The autopsy done by the New York medical examiner's office found

that Officer Godbee's lungs were pitted with the blisters and scars

caused by sarcoidosis.

Despite the Fire Department's well-researched information on

sarcoidosis, the Police Pension Board last June denied Mrs. Godbee's

application for a line-of-duty death benefit, which would have

provided her widow's benefits — equal to half her husband's annual

salary — every year for the rest of her life. The board said that

sarcoidosis is " not known to be related to employment in the police

force. "

Mrs. Godbee said her husband worked multiple shifts over several

months in the area below Canal Street that was clouded in dust from

the collapsed buildings. He often came home with the stench on his

clothes, and he was never given anything but a paper mask for

protection.

" There's no way you can't get sick after smelling all that dust and

dirt, " said Mrs.
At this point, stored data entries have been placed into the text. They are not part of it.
// src/services/mod.rs
pub mod api_server;
pub mod client;
pub mod credential_issuer;
pub mod error;
pub mod verifier;
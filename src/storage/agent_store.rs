// src/storage/agent_store.rs
//! Embedded store backing the local identity agent.
//!
//! Built on sled. Each tree is an independent keyspace:
//!
//! | Tree           | Key                   | Value                       |
//! |----------------|-----------------------|-----------------------------|
//! | `identifiers`  | DID (UTF-8)           | JSON `ManagedIdentifier`    |
//! | `aliases`      | alias (UTF-8)         | DID (UTF-8)                 |
//! | `private_keys` | key id (UTF-8)        | secret-box sealed key bytes |
//! | `creation`     | sequence (8B BE)      | DID (UTF-8)                 |
//!
//! The `creation` tree keys are big-endian so that iteration yields
//! identifiers in the order they were created.

use crate::models::did::ManagedIdentifier;
use sled::{Db, Tree};
use std::path::Path;
use thiserror::Error;

#[derive(Debug, Error)]
pub enum AgentStoreError {
    #[error("sled error: {0}")]
    Sled(#[from] sled::Error),

    #[error("serialization error: {0}")]
    Serialization(String),
}

pub type AgentStoreResult<T> = Result<T, AgentStoreError>;

/// Keys, identifiers and aliases held by the agent.
///
/// sled is thread-safe; clones share the same database.
#[derive(Debug, Clone)]
pub struct AgentStore {
    db: Db,
    identifiers: Tree,
    aliases: Tree,
    private_keys: Tree,
    creation: Tree,
}

impl AgentStore {
    /// Opens the store at `path`, creating an empty one if absent.
    pub fn open<P: AsRef<Path>>(path: P) -> AgentStoreResult<Self> {
        let db = sled::open(path)?;
        Self::from_db(db)
    }

    /// In-memory store removed on drop; used by tests and the demo command.
    pub fn open_temporary() -> AgentStoreResult<Self> {
        let db = sled::Config::new().temporary(true).open()?;
        Self::from_db(db)
    }

    fn from_db(db: Db) -> AgentStoreResult<Self> {
        Ok(Self {
            identifiers: db.open_tree("identifiers")?,
            aliases: db.open_tree("aliases")?,
            private_keys: db.open_tree("private_keys")?,
            creation: db.open_tree("creation")?,
            db,
        })
    }

    /// Persists a new identifier together with its sealed controller key.
    ///
    /// The alias is claimed with a compare-and-swap, so of several writers
    /// racing on one alias exactly one wins.
    ///
    /// # Returns
    /// `false` if the alias already belongs to another DID; nothing of the
    /// new identifier is left listed in that case.
    pub fn put_identifier(
        &self,
        identifier: &ManagedIdentifier,
        sealed_key: &[u8],
    ) -> AgentStoreResult<bool> {
        let body = serde_json::to_vec(identifier)
            .map_err(|e| AgentStoreError::Serialization(e.to_string()))?;

        // Key and document go in first so a claimed alias always resolves.
        self.private_keys
            .insert(identifier.controller_key_id.as_bytes(), sealed_key)?;
        self.identifiers.insert(identifier.did.as_bytes(), body)?;

        let claim = self.aliases.compare_and_swap(
            identifier.alias.as_bytes(),
            None as Option<&[u8]>,
            Some(identifier.did.as_bytes()),
        )?;
        if let Err(taken) = claim {
            let owner = taken.current.as_deref();
            if owner != Some(identifier.did.as_bytes()) {
                self.identifiers.remove(identifier.did.as_bytes())?;
                self.private_keys
                    .remove(identifier.controller_key_id.as_bytes())?;
            }
            return Ok(false);
        }

        let seq = self.db.generate_id()?;
        self.creation
            .insert(seq.to_be_bytes(), identifier.did.as_bytes())?;

        self.db.flush()?;
        Ok(true)
    }

    pub fn get_identifier(&self, did: &str) -> AgentStoreResult<Option<ManagedIdentifier>> {
        match self.identifiers.get(did.as_bytes())? {
            Some(bytes) => serde_json::from_slice(&bytes)
                .map(Some)
                .map_err(|e| AgentStoreError::Serialization(e.to_string())),
            None => Ok(None),
        }
    }

    pub fn get_by_alias(&self, alias: &str) -> AgentStoreResult<Option<ManagedIdentifier>> {
        match self.aliases.get(alias.as_bytes())? {
            Some(did) => self.get_identifier(&String::from_utf8_lossy(&did)),
            None => Ok(None),
        }
    }

    /// All identifiers, oldest first.
    pub fn list_identifiers(&self) -> AgentStoreResult<Vec<ManagedIdentifier>> {
        let mut out = Vec::new();
        for entry in self.creation.iter() {
            let (_, did) = entry?;
            if let Some(identifier) = self.get_identifier(&String::from_utf8_lossy(&did))? {
                out.push(identifier);
            }
        }
        Ok(out)
    }

    pub fn sealed_key(&self, kid: &str) -> AgentStoreResult<Option<Vec<u8>>> {
        Ok(self.private_keys.get(kid.as_bytes())?.map(|v| v.to_vec()))
    }
}

#[cfg(test)]
mod tests {
    use super::*;
    use crate::models::did::ManagedKey;

    fn identifier(did: &str, alias: &str) -> ManagedIdentifier {
        ManagedIdentifier {
            did: did.into(),
            alias: alias.into(),
            provider: "did:key".into(),
            controller_key_id: format!("kid-{}", alias),
            keys: vec![ManagedKey {
                kid: format!("kid-{}", alias),
                kind: "Secp256k1".into(),
                public_key_hex: "02ab".into(),
                kms: "local".into(),
            }],
            created_at: "2024-01-01T00:00:00.000Z".into(),
        }
    }

    #[test]
    fn test_identifiers_list_in_creation_order() {
        let store = AgentStore::open_temporary().unwrap();
        // DIDs chosen so lexical order differs from creation order.
        store.put_identifier(&identifier("did:key:zB", "second-lexically"), b"k1").unwrap();
        store.put_identifier(&identifier("did:key:zA", "first-lexically"), b"k2").unwrap();

        let dids: Vec<String> = store
            .list_identifiers()
            .unwrap()
            .into_iter()
            .map(|i| i.did)
            .collect();
        assert_eq!(dids, vec!["did:key:zB", "did:key:zA"]);
    }

    #[test]
    fn test_alias_and_key_lookup() {
        let store = AgentStore::open_temporary().unwrap();
        store.put_identifier(&identifier("did:key:z1", "500012"), b"sealed").unwrap();

        let found = store.get_by_alias("500012").unwrap().unwrap();
        assert_eq!(found.did, "did:key:z1");
        assert_eq!(store.sealed_key("kid-500012").unwrap().unwrap(), b"sealed");
        assert!(store.get_by_alias("missing").unwrap().is_none());
        assert!(store.get_identifier("did:key:nope").unwrap().is_none());
    }

    #[test]
    fn test_alias_is_claimed_once() {
        let store = AgentStore::open_temporary().unwrap();
        assert!(store.put_identifier(&identifier("did:key:z1", "500012"), b"k1").unwrap());

        let mut rival = identifier("did:key:z2", "500012");
        rival.controller_key_id = "kid-rival".into();
        assert!(!store.put_identifier(&rival, b"k2").unwrap());

        assert_eq!(store.get_by_alias("500012").unwrap().unwrap().did, "did:key:z1");
        assert_eq!(store.list_identifiers().unwrap().len(), 1);
        assert!(store.get_identifier("did:key:z2").unwrap().is_none());
        assert!(store.sealed_key("kid-rival").unwrap().is_none());
        assert!(store.sealed_key("kid-500012").unwrap().is_some());
    }

    #[test]
    fn test_reopen_persists() {
        let dir = tempfile::tempdir().unwrap();
        {
            let store = AgentStore::open(dir.path().join("agent")).unwrap();
            store.put_identifier(&identifier("did:key:z1", "default"), b"k").unwrap();
        }
        let store = AgentStore::open(dir.path().join("agent")).unwrap();
        assert_eq!(store.list_identifiers().unwrap().len(), 1);
    }
}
Godbee, a school guidance counselor.

Her lawyer, Rudden, is trying to force the Fire

Department to open the medical records of the firefighters with

sarcoidosis, in the belief that such information would strengthen

Mrs. Godbee's legal challenge of the pension board decision.

T. Murray, general counsel of the Patrolmen's Benevolent

Association, said he expected the appeal to succeed because " the

government can't treat two similarly positioned people differently. "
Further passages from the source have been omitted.